Lines containing the word "CountingVerifier" are the ones to copy from the records below.

▶ **Records for this exercise**
=====

//! Test doubles for the authenticator's injection seams
//!
//! - [`ManualClock`]: time only moves when the test says so
//! - [`ScriptedIdentityStore`]: in-memory store that counts lookups
//! - [`FailingIdentityStore`]: always unavailable
//! - [`CountingVerifier`]: wraps the real verifier and counts invocations

use bearer_auth::error::IdentityStoreError;
use bearer_auth::{
    Algorithm, Clock, IdentityStore, KeyMaterial, KeyVerifier, SignatureError, SignatureVerifier,
    SubjectRecord,
};
use std::collections::HashMap;
use std::sync::atomic::{AtomicI64, AtomicUsize, Ordering};
use std::sync::{Arc, Mutex};

/// Clock that is set and advanced explicitly
#[derive(Debug)]
pub struct ManualClock {
    now: AtomicI64,
}

impl ManualClock {
    pub fn new(now: i64) -> Arc<Self> {
        Arc::new(Self {
            now: AtomicI64::new(now),
        })
    }

    pub fn set(&self, now: i64) {
        self.now.store(now, Ordering::SeqCst);
    }

    pub fn advance(&self, seconds: i64) {
        self.now.fetch_add(seconds, Ordering::SeqCst);
    }
}

impl Clock for ManualClock {
    fn now(&self) -> i64 {
        self.now.load(Ordering::SeqCst)
    }
}

/// Identity store with a fixed subject table and a lookup counter
#[derive(Debug, Default)]
pub struct ScriptedIdentityStore {
    subjects: Mutex<HashMap<String, Vec<String>>>,
    lookups: AtomicUsize,
}

impl ScriptedIdentityStore {
    pub fn new() -> Arc<Self> {
        Arc::new(Self::default())
    }

    /// Builder-style: add a known subject with extra roles
    pub fn with_subject(subjects: &[(&str, &[&str])]) -> Arc<Self> {
        let store = Self::default();
        {
            let mut table = store.subjects.lock().unwrap();
            for (subject, roles) in subjects {
                table.insert(
                    (*subject).to_string(),
                    roles.iter().map(ToString::to_string).collect(),
                );
            }
        }
        Arc::new(store)
    }

    pub fn forget(&self, subject: &str) {
        self.subjects.lock().unwrap().remove(subject);
    }

    /// Number of `confirm` calls so far
    pub fn lookups(&self) -> usize {
        self.lookups.load(Ordering::SeqCst)
    }
}

impl IdentityStore for ScriptedIdentityStore {
    fn confirm(&self, subject: &str) -> Result<SubjectRecord, IdentityStoreError> {
        self.lookups.fetch_add(1, Ordering::SeqCst);
        let table = self.subjects.lock().unwrap();
        Ok(match table.get(subject) {
            Some(roles) => SubjectRecord::known(roles.clone()),
            None => SubjectRecord::unknown(),
        })
    }
}

/// Identity store that is always unreachable
#[derive(Debug, Default)]
pub struct FailingIdentityStore;

impl IdentityStore for FailingIdentityStore {
    fn confirm(&self, _subject: &str) -> Result<SubjectRecord, IdentityStoreError> {
        Err(IdentityStoreError::Unavailable(
            "connection refused".to_string(),
        ))
    }
}

/// Real verifier wrapped with an invocation counter
#[derive(Debug)]
pub struct CountingVerifier {
    inner: KeyVerifier,
    calls: AtomicUsize,
}

impl CountingVerifier {
    pub fn new(key: KeyMaterial) -> Arc<Self> {
        Arc::new(Self {
            inner: KeyVerifier::new(key),
            calls: AtomicUsize::new(0),
        })
    }

    /// Number of signature verifications so far
    pub fn calls(&self) -> usize {
        self.calls.load(Ordering::SeqCst)
    }
}

impl SignatureVerifier for CountingVerifier {
    fn verify(
        &self,
        signing_input: &[u8],
        signature_bytes: &[u8],
        algorithm: Algorithm,
    ) -> Result<(), SignatureError> {
        self.calls.fetch_add(1, Ordering::SeqCst);
        self.inner.verify(signing_input, signature_bytes, algorithm)
    }
}
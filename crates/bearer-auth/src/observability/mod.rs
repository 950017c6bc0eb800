//! Observability for the bearer authenticator.
//!
//! # Privacy by Default
//!
//! The decision call uses `#[instrument(skip_all)]`. Fields fall into:
//! - **SAFE**: failure labels, algorithm names, cache results, timings
//! - **NEVER**: raw tokens, subjects, key material
//!
//! Metric labels only ever carry SAFE values.

pub mod metrics;
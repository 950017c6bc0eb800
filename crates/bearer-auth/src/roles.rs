//! Role extraction from token claims.

use crate::claims::Claims;
use serde_json::Value;
use std::collections::BTreeSet;

/// Default name of the claim that carries roles.
pub const DEFAULT_ROLES_CLAIM: &str = "roles";

/// Reads roles out of a configurable claim.
#[derive(Debug, Clone, PartialEq, Eq)]
pub struct RoleResolver {
    claim_name: String,
    extract_from_token: bool,
}

impl Default for RoleResolver {
    fn default() -> Self {
        Self::new(DEFAULT_ROLES_CLAIM, true)
    }
}

impl RoleResolver {
    #[must_use]
    pub fn new(claim_name: impl Into<String>, extract_from_token: bool) -> Self {
        Self {
            claim_name: claim_name.into(),
            extract_from_token,
        }
    }

    #[must_use]
    pub fn claim_name(&self) -> &str {
        &self.claim_name
    }

    /// Roles carried by the token.
    ///
    /// Empty when extraction is disabled or the claim is absent. A list
    /// contributes its string elements; a string is split on commas and
    /// whitespace. Any other JSON type yields no roles.
    #[must_use]
    pub fn token_roles(&self, claims: &Claims) -> BTreeSet<String> {
        if !self.extract_from_token {
            return BTreeSet::new();
        }

        match claims.get(&self.claim_name) {
            None => BTreeSet::new(),
            Some(Value::Array(items)) => items
                .iter()
                .filter_map(Value::as_str)
                .filter(|role| !role.is_empty())
                .map(ToString::to_string)
                .collect(),
            Some(Value::String(joined)) => split_roles(joined),
            Some(_) => {
                tracing::debug!(
                    target: "bearer.auth.roles",
                    claim = %self.claim_name,
                    "Roles claim is neither a list nor a string; ignoring"
                );
                BTreeSet::new()
            }
        }
    }
}

/// Split a delimited role string ("user, admin" or "user admin").
fn split_roles(joined: &str) -> BTreeSet<String> {
    joined
        .split(|c: char| c == ',' || c.is_whitespace())
        .filter(|role| !role.is_empty())
        .map(ToString::to_string)
        .collect()
}

/// Union of token roles and identity-store roles.
#[must_use]
pub fn merge_roles(token_roles: BTreeSet<String>, store_roles: &[String]) -> BTreeSet<String> {
    let mut merged = token_roles;
    merged.extend(store_roles.iter().filter(|role| !role.is_empty()).cloned());
    merged
}
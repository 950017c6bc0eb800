//! External identity store ("realm") capability.
//!
//! The decision engine only sees the [`IdentityStore`] trait. Database or
//! remote implementations live in the hosting application.

use crate::error::IdentityStoreError;
use std::collections::HashMap;
use std::sync::{PoisonError, RwLock};

/// Answer from an identity store about one subject.
#[derive(Debug, Clone, Default, PartialEq, Eq)]
pub struct SubjectRecord {
    pub exists: bool,
    /// Additional roles granted by the store.
    pub roles: Vec<String>,
}

impl SubjectRecord {
    #[must_use]
    pub fn known(roles: Vec<String>) -> Self {
        Self { exists: true, roles }
    }

    #[must_use]
    pub fn unknown() -> Self {
        Self::default()
    }
}

/// Confirms that a subject exists and supplies extra roles.
///
/// Called synchronously from the decision path; implementations that talk
/// to a remote system own their own timeouts.
pub trait IdentityStore: Send + Sync {
    /// Look up `subject`.
    ///
    /// # Errors
    ///
    /// Returns `IdentityStoreError` when the store cannot answer. The engine
    /// treats this as a rejection, never as acceptance.
    fn confirm(&self, subject: &str) -> Result<SubjectRecord, IdentityStoreError>;
}

/// Identity store backed by a map of subject to roles.
#[derive(Debug, Default)]
pub struct InMemoryIdentityStore {
    subjects: RwLock<HashMap<String, Vec<String>>>,
}

impl InMemoryIdentityStore {
    #[must_use]
    pub fn new() -> Self {
        Self::default()
    }

    /// Add or replace a subject.
    pub fn insert(&self, subject: impl Into<String>, roles: Vec<String>) {
        self.subjects
            .write()
            .unwrap_or_else(PoisonError::into_inner)
            .insert(subject.into(), roles);
    }

    /// Remove a subject. Returns whether it was present.
    pub fn remove(&self, subject: &str) -> bool {
        self.subjects
            .write()
            .unwrap_or_else(PoisonError::into_inner)
            .remove(subject)
            .is_some()
    }

    /// Builder-style insert.
    #[must_use]
    pub fn with_subject(self, subject: impl Into<String>, roles: &[&str]) -> Self {
        self.insert(subject, roles.iter().map(ToString::to_string).collect());
        self
    }
}

impl IdentityStore for InMemoryIdentityStore {
    fn confirm(&self, subject: &str) -> Result<SubjectRecord, IdentityStoreError> {
        let subjects = self.subjects.read().unwrap_or_else(PoisonError::into_inner);
        Ok(subjects
            .get(subject)
            .map_or_else(SubjectRecord::unknown, |roles| SubjectRecord::known(roles.clone())))
    }
}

=====

▶ **Output of the exercise**
//! - [`CountingVerifier`]: wraps the real verifier and counts invocations
pub struct CountingVerifier {
impl CountingVerifier {
impl SignatureVerifier for CountingVerifier {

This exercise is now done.